Bukan cuma modal tampang, wahananya pun lengkap. Mulai dari carousel klasik, mini roller coaster, hingga rumah kaca ajaib siap menghibur pengunjung lintas usia. Bagi pemburu konten media sosial, tempat ini adalah studio foto raksasa yang tak boleh dilewatkan.
4. Santerra De Laponte: Berburu Foto di Hamparan 700 Jenis Bunga
Jika Anda mencari warna-warni ceria untuk menyegarkan mata, Flora Wisata Santerra De Laponte di Pujon adalah jawabannya. Mengusung konsep Little Europe dan Little Korea, tempat ini adalah surga bagi pecinta bunga.
Tercatat ada lebih dari 700 jenis bunga yang ditata apik dengan latar belakang bangunan arsitektur Belanda dan Korea Selatan. Kombinasi udara sejuk Pujon dengan visual yang colorful membuat betah berlama-lama.
Tak hanya soal bunga, adrenalin Anda juga akan diuji di sini. Wahana rainbow slide sepanjang 100 meter dan bianglala raksasa yang menyuguhkan lanskap pegunungan menjadi atraksi yang wajib dicoba.
5. Taman Pinus Campervan Park: Definisi ‘Healing’ Tanpa Ribet
Bagi wisatawan yang lelah dengan hiruk-pikuk kota namun malas mendaki gunung, Taman Pinus Campervan Park di Batu menawarkan solusi cerdas. Ini adalah gaya baru menikmati alam: camping tanpa harus tersiksa.
Anda bisa membawa atau menyewa campervan, memarkirnya di tengah hutan pinus yang asri, lalu menikmati malam dengan api unggun dan BBQ. Fasilitasnya sudah didesain modern, sehingga kenyamanan tetap terjaga meski berada di alam terbuka.

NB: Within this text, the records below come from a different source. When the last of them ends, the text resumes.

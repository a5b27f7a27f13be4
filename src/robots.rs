//! Parse robots.txt into per-user-agent rule sets.
//!
//! The document is gated on its first non-whitespace character before any
//! real parsing: a robots.txt must open with a comment or with one of the
//! User-agent / Disallow / Allow / Sitemap directives. Rule lines are then
//! grouped into blocks keyed by `User-agent`; consecutive `User-agent`
//! lines share the rules that follow them, and rule sets for a repeated
//! agent name merge rather than shadow. `Sitemap:` lines are global,
//! ordered, and deliberately not deduplicated.

use serde::{Deserialize, Serialize};

use crate::error::{snippet, ErrorKind, LensError};

/// Characters a well-formed robots.txt can start with: a comment marker or
/// the first letter of User-agent, Disallow, Allow, or Sitemap.
const VALID_LEADING: [char; 5] = ['#', 'U', 'D', 'A', 'S'];

/// One Allow/Disallow line.
#[derive(Debug, Clone, PartialEq, Eq, Serialize, Deserialize)]
pub struct RobotsRule {
    pub pattern: String,
    pub allow: bool,
    /// 1-based source line the rule came from.
    pub line_number: usize,
}

/// All rules attached to one user-agent name.
#[derive(Debug, Clone, PartialEq, Serialize, Deserialize)]
pub struct RobotsRuleSet {
    pub user_agent: String,
    pub crawl_delay: Option<f64>,
    pub rules: Vec<RobotsRule>,
}

/// Parsed robots.txt document.
#[derive(Debug, Clone, PartialEq, Serialize, Deserialize)]
pub struct RobotsTxt {
    /// Rule sets ordered by first appearance of the agent name. `*` is a
    /// normal entry here, special only in presentation.
    pub rule_sets: Vec<RobotsRuleSet>,
    /// Every `Sitemap:` value in document order, duplicates kept.
    pub sitemaps: Vec<String>,
    /// The raw document text as fetched.
    pub raw: String,
}

/// Parse a robots.txt document.
///
/// Fails fast with [`ErrorKind::InvalidFormat`] when the leading-character
/// gate rejects the document; this is a cheap shape heuristic, not a
/// grammar check.
pub fn parse_robots(text: &str) -> Result<RobotsTxt, LensError> {
    let leading = text.trim_start().chars().next();
    if !leading.is_some_and(|c| VALID_LEADING.contains(&c)) {
        return Err(LensError::new(
            ErrorKind::InvalidFormat,
            "parse_robots",
            "Invalid robots.txt",
        )
        .with_detail("robots.txt must start with a comment or a user-agent directive")
        .with_context(format!("content: {}", snippet(text))));
    }

    let mut rule_sets: Vec<RobotsRuleSet> = Vec::new();
    // Indexes into rule_sets that the current User-agent block targets.
    let mut active: Vec<usize> = Vec::new();
    let mut last_line_was_agent = false;
    // Crawl-delay is attached by agent name after grouping, since an agent
    // may repeat across the document.
    let mut delays: Vec<(String, f64)> = Vec::new();
    let mut sitemaps: Vec<String> = Vec::new();

    for (idx, raw_line) in text.lines().enumerate() {
        let line_number = idx + 1;
        let line = raw_line.split('#').next().unwrap_or("").trim();
        if line.is_empty() {
            continue;
        }

        let Some((key, value)) = line.split_once(':') else {
            continue;
        };
        let key = key.trim().to_lowercase();
        let value = value.trim();

        match key.as_str() {
            "user-agent" => {
                if !last_line_was_agent {
                    active.clear();
                }
                let index = ensure_rule_set(&mut rule_sets, value);
                if !active.contains(&index) {
                    active.push(index);
                }
                last_line_was_agent = true;
                continue;
            }
            "allow" | "disallow" if !value.is_empty() => {
                let allow = key == "allow";
                for &index in &active {
                    rule_sets[index].rules.push(RobotsRule {
                        pattern: value.to_string(),
                        allow,
                        line_number,
                    });
                }
            }
            "crawl-delay" => {
                if let Ok(delay) = value.parse::<f64>() {
                    for &index in &active {
                        delays.push((rule_sets[index].user_agent.clone(), delay));
                    }
                }
            }
            "sitemap" => {
                // Sitemap directives are global, regardless of block.
                if !value.is_empty() {
                    sitemaps.push(value.to_string());
                }
            }
            _ => {}
        }
        last_line_was_agent = false;
    }

    // Second pass: attach crawl-delays by agent name, first value wins.
    for (agent, delay) in delays {
        if let Some(set) = rule_sets.iter_mut().find(|s| s.user_agent == agent) {
            if set.crawl_delay.is_none() {
                set.crawl_delay = Some(delay);
            }
        }
    }

    tracing::debug!(
        rule_sets = rule_sets.len(),
        sitemaps = sitemaps.len(),
        "parsed robots.txt"
    );

    Ok(RobotsTxt {
        rule_sets,
        sitemaps,
        raw: text.to_string(),
    })
}

/// Index of the rule set for an agent name, creating it on first sight.
fn ensure_rule_set(rule_sets: &mut Vec<RobotsRuleSet>, user_agent: &str) -> usize {
    if let Some(index) = rule_sets.iter().position(|s| s.user_agent == user_agent) {
        return index;
    }
    rule_sets.push(RobotsRuleSet {
        user_agent: user_agent.to_string(),
        crawl_delay: None,
        rules: Vec::new(),
    });
    rule_sets.len() - 1
}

Bersantai di atas hammock sambil menghirup aroma pinus menjadi terapi ampuh untuk melepas stres. Tempat ini sangat cocok untuk kumpul keluarga atau quality time bersama sahabat dengan suasana yang privat dan tenang.
Geliat pariwisata Malang Raya di tahun 2025 menunjukkan pergeseran tren yang menarik. Wisatawan kini tidak lagi sekadar mencari tempat untuk “melihat”, tetapi mencari “pengalaman” (experience). Munculnya konsep hibrida seperti agrowisata malam (Dufan) atau kemping mewah (Campervan Park) membuktikan bahwa pelaku wisata semakin kreatif membaca kebutuhan pasar yang haus akan konten unik sekaligus kenyamanan (healing).
Namun, membludaknya destinasi baru ini membawa tantangan klasik: kemacetan. Pemerintah daerah di Malang Raya harus segera memikirkan rekayasa lalu lintas dan perbaikan akses jalan menuju titik-titik baru ini, khususnya di area Pakisaji dan Pujon yang jalannya relatif sempit. Jangan sampai pengalaman liburan yang harusnya menyenangkan, rusak hanya karena wisatawan tua di jalan akibat infrastruktur yang tak siap menampung antusiasme publik.